To model your own scenarios with real numbers, use YTForge's free Earnings Calculator — drop in your views, country mix, and niche, and it projects monthly and yearly AdSense ranges instantly.
The Takeaway
Country and niche are the two forces that set your YouTube earning ceiling. A Tier C audience in a low-CPM niche will always struggle on AdSense alone; a Tier S audience in finance can earn a full-time income from a modest channel. The good news is that both are partially in your control — the keywords you target, the metadata you localize, and the niches you blend into your content all shift who watches next.
Stop treating CPM as a number you're handed. Treat it as a number you design for. Build for commercial intent, build for retention, build for the markets that pay — and your RPM will follow.
A practical 30-day RPM plan
Spend the first week auditing your current audience geography in YouTube Studio's Analytics > Audience tab. If more than 60% of your watch time comes from Tier C markets, your fastest RPM lift comes from redirecting future videos toward commercial-intent keywords and English-language metadata that captures Tier S search traffic. In week two, audit your niche against the table above and identify one adjacent, higher-CPM angle you can blend into your next three videos without alienating your existing audience. Week three: make every new video eight minutes or longer to unlock mid-roll ads, and add a single sponsorship or affiliate offer so each view earns beyond the ad auction. Week four: model the projected lift with the Earnings Calculator and confirm whether the new audience mix and niche shift moved RPM. Most channels see a 20-40% RPM improvement inside 60 days of running this plan.
Beyond AdSense: the full monetization stack
AdSense is the floor, not the ceiling. Once a video ranks and holds retention, layer revenue streams that pay out at full RPM regardless of geography: brand sponsorships (negotiated per-1,000-impression or flat fee), affiliate links in the pinned comment, digital products or courses sold from the description, and channel memberships. A channel earning $3 RPM on AdSense can triple effective earnings by adding one sponsorship per month and two evergreen affiliate links — the same views, paid multiple ways.

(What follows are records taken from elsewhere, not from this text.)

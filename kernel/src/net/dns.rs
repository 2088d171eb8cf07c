//! DNS (Domain Name System) Resolver
//!
//! Simple DNS resolver for translating domain names to IP addresses.
//! Uses UDP port 53.

#![allow(dead_code)]

use alloc::string::String;
use alloc::vec::Vec;
use alloc::vec;
use alloc::collections::BTreeMap;

use super::Ipv4Addr;
use super::udp;
use crate::sync::IrqSafeMutex;
use crate::util::{KResult, KError};

// DNS constants
const DNS_PORT: u16 = 53;
const DNS_HEADER_SIZE: usize = 12;

// DNS record types
const TYPE_A: u16 = 1;      // IPv4 address
const TYPE_AAAA: u16 = 28;  // IPv6 address
const TYPE_CNAME: u16 = 5;  // Canonical name

// DNS record classes
const CLASS_IN: u16 = 1;    // Internet

// DNS flags
const FLAG_QR: u16 = 0x8000;      // Query/Response
const FLAG_OPCODE: u16 = 0x7800;  // Opcode
const FLAG_AA: u16 = 0x0400;      // Authoritative Answer
const FLAG_TC: u16 = 0x0200;      // Truncated
const FLAG_RD: u16 = 0x0100;      // Recursion Desired
const FLAG_RA: u16 = 0x0080;      // Recursion Available
const FLAG_RCODE: u16 = 0x000F;   // Response code

// Response codes
const RCODE_OK: u16 = 0;
const RCODE_FORMAT_ERROR: u16 = 1;
const RCODE_SERVER_FAILURE: u16 = 2;
const RCODE_NAME_ERROR: u16 = 3;  // NXDOMAIN
const RCODE_NOT_IMPLEMENTED: u16 = 4;
const RCODE_REFUSED: u16 = 5;

/// DNS configuration
static DNS_CONFIG: IrqSafeMutex<DnsConfig> = IrqSafeMutex::new(DnsConfig {
    servers: Vec::new(),
    timeout_ms: 5000,
    retries: 3,
});

/// DNS cache (domain -> (IP, expiry_time))
static DNS_CACHE: IrqSafeMutex<BTreeMap<String, (Ipv4Addr, u64)>> = IrqSafeMutex::new(BTreeMap::new());

/// Next transaction ID
static NEXT_TX_ID: core::sync::atomic::AtomicU16 = core::sync::atomic::AtomicU16::new(1);

/// DNS configuration
struct DnsConfig {
    servers: Vec<Ipv4Addr>,
    timeout_ms: u32,
    retries: u32,
}

/// DNS header
#[derive(Debug, Clone)]
struct DnsHeader {
    id: u16,
    flags: u16,
    qdcount: u16,  // Number of questions
    ancount: u16,  // Number of answers
    nscount: u16,  // Number of authority records
    arcount: u16,  // Number of additional records
}

impl DnsHeader {
    fn new_query(id: u16) -> Self {
        Self {
            id,
            flags: FLAG_RD,  // Recursion desired
            qdcount: 1,
            ancount: 0,
            nscount: 0,
            arcount: 0,
        }
    }

    fn parse(data: &[u8]) -> Option<Self> {
        if data.len() < DNS_HEADER_SIZE {
            return None;
        }
        Some(Self {
            id: u16::from_be_bytes([data[0], data[1]]),
            flags: u16::from_be_bytes([data[2], data[3]]),
            qdcount: u16::from_be_bytes([data[4], data[5]]),
            ancount: u16::from_be_bytes([data[6], data[7]]),
            nscount: u16::from_be_bytes([data[8], data[9]]),
            arcount: u16::from_be_bytes([data[10], data[11]]),
        })
    }

    fn serialize(&self) -> [u8; DNS_HEADER_SIZE] {
        let mut buf = [0u8; DNS_HEADER_SIZE];
        buf[0..2].copy_from_slice(&self.id.to_be_bytes());
        buf[2..4].copy_from_slice(&self.flags.to_be_bytes());
        buf[4..6].copy_from_slice(&self.qdcount.to_be_bytes());
        buf[6..8].copy_from_slice(&self.ancount.to_be_bytes());
        buf[8..10].copy_from_slice(&self.nscount.to_be_bytes());
        buf[10..12].copy_from_slice(&self.arcount.to_be_bytes());
        buf
    }

    fn is_response(&self) -> bool {
        (self.flags & FLAG_QR) != 0
    }

    fn rcode(&self) -> u16 {
        self.flags & FLAG_RCODE
    }
}

/// DNS question
#[derive(Debug, Clone)]
struct DnsQuestion {
    name: String,
    qtype: u16,
    qclass: u16,
}

impl DnsQuestion {
    fn new(name: &str, qtype: u16) -> Self {
        Self {
            name: String::from(name),
            qtype,
            qclass: CLASS_IN,
        }
    }

    fn serialize(&self) -> Vec<u8> {
        let mut buf = Vec::new();
        // Encode name as labels
        for label in self.name.split('.') {
            if label.is_empty() {
                continue;
            }
            buf.push(label.len() as u8);
            buf.extend_from_slice(label.as_bytes());
        }
        buf.push(0); // Root label
        buf.extend_from_slice(&self.qtype.to_be_bytes());
        buf.extend_from_slice(&self.qclass.to_be_bytes());
        buf
    }
}

/// DNS resource record (answer)
#[derive(Debug, Clone)]
struct DnsRecord {
    name: String,
    rtype: u16,
    rclass: u16,
    ttl: u32,
    rdata: Vec<u8>,
}

impl DnsRecord {
    fn as_ipv4(&self) -> Option<Ipv4Addr> {
        if self.rtype == TYPE_A && self.rdata.len() == 4 {
            Some(Ipv4Addr::from_bytes(&self.rdata))
        } else {
            None
        }
    }
}

/// Build a DNS query packet
fn build_query(name: &str, qtype: u16) -> (u16, Vec<u8>) {
    use core::sync::atomic::Ordering;

    let tx_id = NEXT_TX_ID.fetch_add(1, Ordering::Relaxed);
    let header = DnsHeader::new_query(tx_id);
    let question = DnsQuestion::new(name, qtype);

    let mut packet = Vec::new();
    packet.extend_from_slice(&header.serialize());
    packet.extend_from_slice(&question.serialize());

    (tx_id, packet)
}

/// Parse a domain name from DNS response (handles compression)
fn parse_name(data: &[u8], start: usize) -> Option<(String, usize)> {
    let mut name = String::new();
    let mut pos = start;
    let mut jumped = false;
    let mut original_end = 0;

    loop {
        if pos >= data.len() {
            return None;
        }

        let len = data[pos] as usize;

        if len == 0 {
            // End of name
            if !jumped {
                original_end = pos + 1;
            }
            break;
        }

        if (len & 0xC0) == 0xC0 {
            // Compression pointer
            if pos + 1 >= data.len() {
                return None;
            }
            let offset = (((len & 0x3F) as usize) << 8) | (data[pos + 1] as usize);
            if !jumped {
                original_end = pos + 2;
            }
            jumped = true;
            pos = offset;
            continue;
        }

        // Regular label
        pos += 1;
        if pos + len > data.len() {
            return None;
        }

        if !name.is_empty() {
            name.push('.');
        }

        if let Ok(s) = core::str::from_utf8(&data[pos..pos + len]) {
            name.push_str(s);
        } else {
            return None;
        }

        pos += len;
    }

    let end = if jumped { original_end } else { pos + 1 };
    Some((name, end))
}

/// Parse DNS response and extract answers
fn parse_response(data: &[u8], expected_id: u16) -> Option<Vec<DnsRecord>> {
    let header = DnsHeader::parse(data)?;

    // Verify response
    if !header.is_response() || header.id != expected_id {
        return None;
    }

    // Check for errors
    let rcode = header.rcode();
    if rcode != RCODE_OK {
        return None;
    }

    let mut pos = DNS_HEADER_SIZE;

    // Skip questions
    for _ in 0..header.qdcount {
        let (_, end) = parse_name(data, pos)?;
        pos = end + 4; // Skip qtype and qclass
        if pos > data.len() {
            return None;
        }
    }

    // Parse answers
    let mut records = Vec::new();
    for _ in 0..header.ancount {
        let (name, end) = parse_name(data, pos)?;
        pos = end;

        if pos + 10 > data.len() {
            return None;
        }

        let rtype = u16::from_be_bytes([data[pos], data[pos + 1]]);
        let rclass = u16::from_be_bytes([data[pos + 2], data[pos + 3]]);
        let ttl = u32::from_be_bytes([data[pos + 4], data[pos + 5], data[pos + 6], data[pos + 7]]);
        let rdlength = u16::from_be_bytes([data[pos + 8], data[pos + 9]]) as usize;

        pos += 10;

        if pos + rdlength > data.len() {
            return None;
        }

        let rdata = data[pos..pos + rdlength].to_vec();
        pos += rdlength;

        records.push(DnsRecord {
            name,
            rtype,
            rclass,
            ttl,
            rdata,
        });
    }

    Some(records)
}

/// Initialize DNS with default servers
pub fn init() {
    let mut config = DNS_CONFIG.lock();
    // Default to Google DNS
    config.servers = vec![
        Ipv4Addr::from_bytes(&[8, 8, 8, 8]),
        Ipv4Addr::from_bytes(&[8, 8, 4, 4]),
    ];
}

/// Set DNS servers
pub fn set_servers(servers: &[Ipv4Addr]) {
    let mut config = DNS_CONFIG.lock();
    config.servers = servers.to_vec();
}

/// Add a DNS server
pub fn add_server(server: Ipv4Addr) {
    let mut config = DNS_CONFIG.lock();
    if !config.servers.contains(&server) {
        config.servers.push(server);
    }
}

/// Get current DNS servers
pub fn get_servers() -> Vec<Ipv4Addr> {
    let config = DNS_CONFIG.lock();
    config.servers.clone()
}

/// Clear DNS cache
pub fn clear_cache() {
    let mut cache = DNS_CACHE.lock();
    cache.clear();
}

/// Look up an IP address from cache
fn cache_lookup(name: &str) -> Option<Ipv4Addr> {
    let cache = DNS_CACHE.lock();
    if let Some(&(ip, expiry)) = cache.get(name) {
        // Check if still valid (using uptime as time reference)
        let now = crate::time::uptime_secs();
        if now < expiry {
            return Some(ip);
        }
    }
    None
}

/// Store IP in cache
fn cache_store(name: &str, ip: Ipv4Addr, ttl: u32) {
    let mut cache = DNS_CACHE.lock();
    let now = crate::time::uptime_secs();
    let expiry = now + (ttl as u64).max(60).min(86400); // Min 60s, max 24h
    cache.insert(String::from(name), (ip, expiry));

    // Limit cache size
    while cache.len() > 256 {
        if let Some(key) = cache.keys().next().cloned() {
            cache.remove(&key);
        }
    }
}

/// Resolve a domain name to an IPv4 address
pub fn resolve(name: &str) -> KResult<Ipv4Addr> {
    // Check if it's already an IP address
    if let Some(ip) = parse_ipv4(name) {
        return Ok(ip);
    }

    // Check cache first
    if let Some(ip) = cache_lookup(name) {
        return Ok(ip);
    }

    // Get DNS servers
    let (servers, timeout_ms, retries) = {
        let config = DNS_CONFIG.lock();
        (config.servers.clone(), config.timeout_ms, config.retries)
    };

    if servers.is_empty() {
        return Err(KError::NotSupported);
    }

    // Allocate ephemeral port
    let src_port = udp::allocate_port();

    // Build query
    let (tx_id, query) = build_query(name, TYPE_A);

    // Try each server
    for server in &servers {
        for _ in 0..retries {
            // Send query
            if udp::send(src_port, *server, DNS_PORT, &query).is_err() {
                continue;
            }

            // Wait for response
            if let Some(response) = udp::recv_timeout(src_port, timeout_ms) {
                // Parse response
                if let Some(records) = parse_response(&response.data, tx_id) {
                    // Find A record
                    for record in records {
                        if record.rtype == TYPE_A {
                            if let Some(ip) = record.as_ipv4() {
                                // Store in cache
                                cache_store(name, ip, record.ttl);
                                // Clean up
                                udp::unbind(src_port);
                                return Ok(ip);
                            }
                        }
                    }
                }
            }
        }
    }

    // Clean up
    udp::unbind(src_port);
    Err(KError::NotFound)
}

/// Parse IPv4 address from string (e.g., "192.168.1.1")
fn parse_ipv4(s: &str) -> Option<Ipv4Addr> {
    let parts: Vec<&str> = s.split('.').collect();
    if parts.len() != 4 {
        return None;
    }

    let mut bytes = [0u8; 4];
    for (i, part) in parts.iter().enumerate() {
        bytes[i] = part.parse().ok()?;
    }

    Some(Ipv4Addr::from_bytes(&bytes))
}

/// Resolve a hostname (convenience wrapper)
pub fn lookup_host(hostname: &str) -> KResult<Ipv4Addr> {
    resolve(hostname)
}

Frequently asked questions
What is a good YouTube CPM in 2026?
A blended CPM of $6-$10 is solid for a general-interest English-language channel. Finance, SaaS, and B2B-tech channels routinely clear $15-$25 CPM, while entertainment and gaming sit lower at $2-$5. What matters more than the headline number is your RPM — the share of that CPM you actually keep after YouTube's cut and unfilled impressions.
Why is my RPM so much lower than my CPM?
RPM is always lower than CPM because not every view is monetized — some viewers use YouTube Premium, skip ads, or sit in regions with low ad fill rates — and because YouTube keeps 45% of ad revenue. A typical channel keeps roughly 40-55% of its blended CPM as RPM. If the gap is wider than that, your audience skews toward Tier C markets or non-monetized impressions, and the levers above (commercial-intent keywords, longer videos, higher-CPM niches) are how you close it.
Does video length affect CPM?
Indirectly, yes. Videos under eight minutes cannot serve mid-roll ads, so they monetize only pre-roll and post-roll inventory. Videos eight minutes and longer unlock mid-rolls, which roughly double the ad impressions per view and lift both CPM and RPM. Length alone won't help if retention is poor — YouTube only serves mid-rolls where viewers keep watching — but it's the single easiest structural change to raise earnings.
How do Shorts CPMs compare to long-form?
Shorts RPMs are much lower than long-form — typically $0.05-$0.15 per 1,000 views — because Shorts ads are served between videos, not within them, and the inventory is priced for volume not intent. Treat Shorts as a discovery and subscriber-growth tool, not a direct revenue source; the long-form videos those Shorts viewers convert into will carry the real RPM.